A certeza da vitória democrata é cada vez mais líquida. Uma certeza dúbia. Dúbia porque não foi definitiva e incontestável como se pensou. Dúbia porque Trump, o candidato do homem-branco-protestante-misógino-racista-fascista avançou entre todas as minorias; dúbia porque o Texas quase vira reduto azul; dúbia porque, na hora decisiva, o Arizona lhe faltou; dúbia porque todas as previsões estavam erradas. Nobody knows anything.
Há muita verdade quando se pede para vermos com atenção a eleição de 2020 porque ela pode ser o espelho da nossa em 2022. Acho, contudo, que a eleição americana reflete algo mais fundo do que um padrão eleitoral. Ela revela a inermidade, a falta de aderência entre a opinião que estamos construindo, elaborando e reelaaborando, em jornais, revistas, TV e a realidade de fato. E esse problema é mais radical do que a orientação descarada do NYT e da CNN.
Pois não se diga que os conservadores previram esta eleição. Quem previu o Arizona? Quem previu a incerteza dilaceradora da disputa? Houve quem previra a vitória de Trump por torcer por ele. Esses parecem ter perdido também, já que as chances de vitória do Big Orange Man são cada vez mais escassas. Houve quem previra sua derrota fulminante. Esses perderam rotundamente; se houver derrota, não lhe cabe o adjetivo “fulminante”. Houve quem previra que as eleições seriam decididas pelo voto das minorias. Ou pelo COVID. Quem pode dizer? As certezas se abalaram e a única atitude digna é reconhecer com humildade a nossa impotência cognitiva perante a torrente de informações vinda de todos os lados, inabarcável, esmagadora.
Creio que estamos em uma fase muito peculiar no mundo ocidental. Nessa fase de transição é difícil estimar o que vai acontecer no futuro. Não há um curso de ação previsível como ainda existia durante a guerra fria. A guerra fria foi a última época de certezas mais ou menos estáveis. O mundo se reconhecia entre dois colossos. A URSS e os Estados Unidos, comunismo e capitalismo, cortina de ferro e mundo livre. Uma potência queria destruir a outra; cada uma delas queria influenciar os países para lutarem a sua guerra. A qualquer momento, a ameaça da grande guerra atômica. Época de incertezas entre balizas de certezas. Nossa época é a de incertezas entre balizas quebradas cujo número não sabemos contar e que mudam de lugar a cada minuto sem padrão algorítmico. Afinal, na guerra fria o que cada polo representava era razoavelmente exato. Até vir a maior surpresa do final do século: a queda do mundo soviético. No Livro Negro do Comunismo, Stephane Courtois diz que, a despeito das milhões de análises feitas pelos estudiosos do comunismo, o fato em si do esfacelamento da URSS sob a perestroika e a glasnost, sobretudo o modo como essa destruição foi fácil, profunda e arrasadora não havia sido prevista pela maior parte dos estudiosos. Foi um assombro.
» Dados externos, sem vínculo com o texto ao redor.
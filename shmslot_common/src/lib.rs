//! shmslot Common Library
//!
//! This crate provides shared constants and configuration loading utilities
//! for all shmslot workspace crates.
//!
//! # Module Structure
//!
//! - [`consts`] - Layout and timing constants for shared slot segments
//! - [`config`] - Configuration loading traits and types
//!
//! # Usage
//!
//! ```rust
//! use shmslot_common::consts::*;
//! use shmslot_common::config::{ConfigLoader, StoreOptions};
//! ```

pub mod config;
pub mod consts;
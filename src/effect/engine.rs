//! The execution engine.
//!
//! A small-step interpreter over [`Node`]. Pending work lives on an explicit
//! frame stack instead of the call stack, so bind chains of any depth run in
//! constant native stack space. The only suspension point is a
//! [`Node::Lifted`] leaf, whose future is awaited before the loop continues.
//!
//! # Cancellation
//!
//! The environment's flag is consulted on every transition: before a node is
//! evaluated, before a continuation is invoked and when a suspended leaf
//! resumes. A cancelled run unwinds to [`Error::Cancelled`], skipping
//! continuations and recovery handlers but still executing every pending
//! finalizer and release. Once the flag is seen, any failure still in flight
//! is replaced by [`Error::Cancelled`] as well.
//!
//! Cleanup runs *shielded*: while a finalizer or release is executing the
//! flag is ignored, so cleanup always completes. Cancellation is observed
//! again as soon as the outermost shielded region ends.

use smallvec::SmallVec;
use tracing::{debug, trace, warn};

use super::environment::Environment;
use super::error::{Error, Outcome};
use super::node::{Child, Combine, Continuation, Effects, Handler, Node, Predicate, Prepare, Scope, Value};

const FRAME_INLINE_CAPACITY: usize = 8;

/// Work waiting for the outcome of the node currently being evaluated.
enum Frame<Env> {
    Bind(Continuation<Env>),
    Catch {
        predicate: Predicate,
        handler: Handler<Env>,
    },
    Choose(Child<Env>),
    /// Finalizer not started yet.
    Finalize(Child<Env>),
    /// Finalizer running; holds the outcome of the guarded computation.
    Finalized(Outcome<Value>),
    Acquire(Prepare<Env>),
    /// Release not started yet.
    Release(Node<Env>),
    /// Release running; holds the outcome of the body.
    Released(Outcome<Value>),
    Actions(ActionsFrame<Env>),
}

struct ActionsFrame<Env> {
    effects: Effects<Env>,
    accumulator: Value,
    combine: Combine,
}

enum Step<Env> {
    Eval(Node<Env>),
    Return(Outcome<Value>),
    Suspend(futures::future::BoxFuture<'static, Outcome<Value>>),
}

struct Engine<Env> {
    environment: Environment<Env>,
    stack: SmallVec<[Frame<Env>; FRAME_INLINE_CAPACITY]>,
    /// Depth of nested cleanup regions currently running.
    shield: usize,
}

/// Runs `node` to completion under `environment`.
pub(crate) async fn execute<Env>(node: Node<Env>, environment: Environment<Env>) -> Outcome<Value>
where
    Env: Send + Sync + 'static,
{
    let mut engine = Engine {
        environment,
        stack: SmallVec::new(),
        shield: 0,
    };
    let mut step = Step::Eval(node);

    loop {
        step = match step {
            Step::Eval(node) => engine.eval(node),
            Step::Suspend(future) => {
                let outcome = future.await;
                engine.resume(outcome)
            }
            Step::Return(outcome) => match engine.stack.pop() {
                Some(frame) => engine.unwind(frame, outcome),
                None => return engine.finish(outcome),
            },
        };
    }
}

impl<Env> Engine<Env> {
    #[inline]
    fn is_cancelled(&self) -> bool {
        self.shield == 0 && self.environment.is_cancelled()
    }

    fn cancelled(&self, at: &'static str) -> Step<Env> {
        trace!(at, depth = self.stack.len(), "cancellation observed");
        Step::Return(Err(Error::Cancelled))
    }

    fn eval(&mut self, node: Node<Env>) -> Step<Env> {
        if self.is_cancelled() {
            return self.cancelled(node.tag());
        }
        match node {
            Node::Pure(value) => Step::Return(Ok(value)),
            Node::Fail(error) => Step::Return(Err(error)),
            Node::Sync(effect) => Step::Return(effect(&self.environment)),
            Node::Lifted(thunk) => Step::Suspend(thunk(self.environment.clone())),
            Node::Bind(source, continuation) => {
                self.stack.push(Frame::Bind(continuation));
                Step::Eval(source.into_node())
            }
            Node::Catch {
                source,
                predicate,
                handler,
            } => {
                self.stack.push(Frame::Catch { predicate, handler });
                Step::Eval(source.into_node())
            }
            Node::Choose {
                primary,
                alternative,
            } => {
                self.stack.push(Frame::Choose(alternative));
                Step::Eval(primary.into_node())
            }
            Node::Finalize { source, finalizer } => {
                self.stack.push(Frame::Finalize(finalizer));
                Step::Eval(source.into_node())
            }
            Node::UseAcquire { acquire, prepare } => {
                self.stack.push(Frame::Acquire(prepare));
                Step::Eval(acquire.into_node())
            }
            Node::Actions {
                effects,
                seed,
                combine,
            } => self.next_action(ActionsFrame {
                effects,
                accumulator: seed,
                combine,
            }),
        }
    }

    fn resume(&self, outcome: Outcome<Value>) -> Step<Env> {
        // An acquired handle must reach its Acquire frame to be released.
        let holds_resource = matches!(self.stack.last(), Some(Frame::Acquire(_)));
        if !holds_resource && self.is_cancelled() {
            return self.cancelled("resume");
        }
        Step::Return(outcome)
    }

    fn unwind(&mut self, frame: Frame<Env>, outcome: Outcome<Value>) -> Step<Env> {
        match frame {
            Frame::Bind(continuation) => match outcome {
                _ if self.is_cancelled() => self.cancelled("bind"),
                Ok(value) => Step::Eval(continuation(value)),
                Err(error) => Step::Return(Err(error)),
            },
            Frame::Catch { predicate, handler } => match outcome {
                Err(_) if self.is_cancelled() => self.cancelled("catch"),
                Err(error) if error.is_recoverable() => {
                    if predicate(&error) {
                        Step::Eval(handler(error))
                    } else {
                        Step::Return(Err(error))
                    }
                }
                outcome => Step::Return(outcome),
            },
            Frame::Choose(alternative) => match outcome {
                Err(_) if self.is_cancelled() => self.cancelled("choose"),
                Err(error) if error.is_recoverable() => {
                    trace!(%error, "primary failed, trying alternative");
                    Step::Eval(alternative.into_node())
                }
                outcome => Step::Return(outcome),
            },
            Frame::Finalize(finalizer) => {
                self.enter_cleanup(Frame::Finalized(outcome));
                Step::Eval(finalizer.into_node())
            }
            Frame::Finalized(primary) => {
                self.shield -= 1;
                match (primary, outcome) {
                    (Ok(_), Err(error)) => Step::Return(Err(error)),
                    (primary @ Err(_), Err(error)) => {
                        debug!(%error, "finalizer failed after a failure; keeping the first failure");
                        Step::Return(primary)
                    }
                    (primary, Ok(_)) => Step::Return(primary),
                }
            }
            Frame::Acquire(prepare) => match outcome {
                Ok(handle) => {
                    let Scope { body, release } = prepare(handle);
                    self.stack.push(Frame::Release(release));
                    if self.is_cancelled() {
                        self.cancelled("acquire")
                    } else {
                        Step::Eval(body())
                    }
                }
                Err(_) if self.is_cancelled() => self.cancelled("acquire"),
                Err(error) => Step::Return(Err(error)),
            },
            Frame::Release(release) => {
                self.enter_cleanup(Frame::Released(outcome));
                Step::Eval(release)
            }
            Frame::Released(primary) => {
                self.shield -= 1;
                if let Err(error) = outcome {
                    warn!(%error, "resource release failed; suppressing");
                }
                Step::Return(primary)
            }
            Frame::Actions(frame) => match outcome {
                _ if self.is_cancelled() => self.cancelled("actions"),
                Ok(value) => {
                    let ActionsFrame {
                        effects,
                        accumulator,
                        mut combine,
                    } = frame;
                    let accumulator = combine(accumulator, value);
                    self.next_action(ActionsFrame {
                        effects,
                        accumulator,
                        combine,
                    })
                }
                Err(error) => Step::Return(Err(error)),
            },
        }
    }

    fn enter_cleanup(&mut self, pending: Frame<Env>) {
        trace!(shield = self.shield + 1, "running cleanup");
        self.shield += 1;
        self.stack.push(pending);
    }

    fn next_action(&mut self, mut frame: ActionsFrame<Env>) -> Step<Env> {
        match frame.effects.next() {
            Some(node) => {
                self.stack.push(Frame::Actions(frame));
                Step::Eval(node)
            }
            None => Step::Return(Ok(frame.accumulator)),
        }
    }

    fn finish(&self, outcome: Outcome<Value>) -> Outcome<Value> {
        match outcome {
            _ if self.is_cancelled() => {
                trace!("cancellation observed at completion");
                Err(Error::Cancelled)
            }
            Ok(value) => Ok(value),
            Err(error) => {
                debug!(%error, "effect failed");
                Err(error)
            }
        }
    }
}

#[cfg(test)]
mod tests {
    use super::*;
    use crate::effect::node::{erase, unerase};
    use rstest::rstest;

    fn pure(value: i32) -> Node<()> {
        Node::Pure(erase(value))
    }

    fn add(amount: i32) -> Continuation<()> {
        Box::new(move |value| pure(unerase::<i32>(value) + amount))
    }

    #[rstest]
    #[tokio::test]
    async fn test_bind_runs_continuation() {
        let node = Node::Bind(Child::new(pure(1)), add(41));
        let outcome = execute(node, Environment::default()).await;
        assert_eq!(outcome.map(unerase::<i32>), Ok(42));
    }

    #[rstest]
    #[tokio::test]
    async fn test_left_nested_chain_does_not_grow_native_stack() {
        let node = (0..200_000).fold(pure(0), |node, _| Node::Bind(Child::new(node), add(1)));
        let outcome = execute(node, Environment::default()).await;
        assert_eq!(outcome.map(unerase::<i32>), Ok(200_000));
    }

    #[rstest]
    #[tokio::test]
    async fn test_pre_cancelled_environment_never_evaluates() {
        let environment: Environment = Environment::default();
        environment.cancel();
        let node = Node::Sync(Box::new(|_: &Environment| -> Outcome<Value> {
            panic!("must not run")
        }));
        let outcome = execute(node, environment).await;
        assert!(matches!(outcome, Err(Error::Cancelled)));
    }

    #[rstest]
    #[tokio::test]
    async fn test_shield_is_balanced_after_cleanup() {
        let node = Node::Finalize {
            source: Child::new(pure(1)),
            finalizer: Child::new(pure(2)),
        };
        let mut engine = Engine {
            environment: Environment::default(),
            stack: SmallVec::new(),
            shield: 0,
        };
        let mut step = Step::Eval(node);
        let outcome = loop {
            step = match step {
                Step::Eval(node) => engine.eval(node),
                Step::Suspend(_) => unreachable!("no lifted nodes"),
                Step::Return(outcome) => match engine.stack.pop() {
                    Some(frame) => engine.unwind(frame, outcome),
                    None => break outcome,
                },
            };
        };
        assert_eq!(engine.shield, 0);
        assert_eq!(outcome.map(unerase::<i32>), Ok(1));
    }
}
Assim assombrados prosseguimos, embora não pelas mesmas razões. Quando neste anno domini de 2020 não sabemos quem é o presidente dos Estados Unidos numa eleição tão obscura quanto uma caixa preta - ficamos assombrados. Assombrados estamos todos nós, pois não há certezas razoáveis nessa ordem do mundo: ela penderá para a China? E o mundo islâmico, o que virá dele? A onda de direita acabou? As próximas décadas serão mais conservadoras? O progressismo se afirmará implacavelmente? Qual a guinada da Rússia? A segunda onda da pandemia provocará que reação global?
Diante da perplexidade, resta nos atermos à reação filosófica primária, que Aristóteles indicou como o início da busca do conhecimento. Olhando o espetáculo deste mundo velocíssimo, caímos na imobilidade contemplativa do thaumazein, do espanto.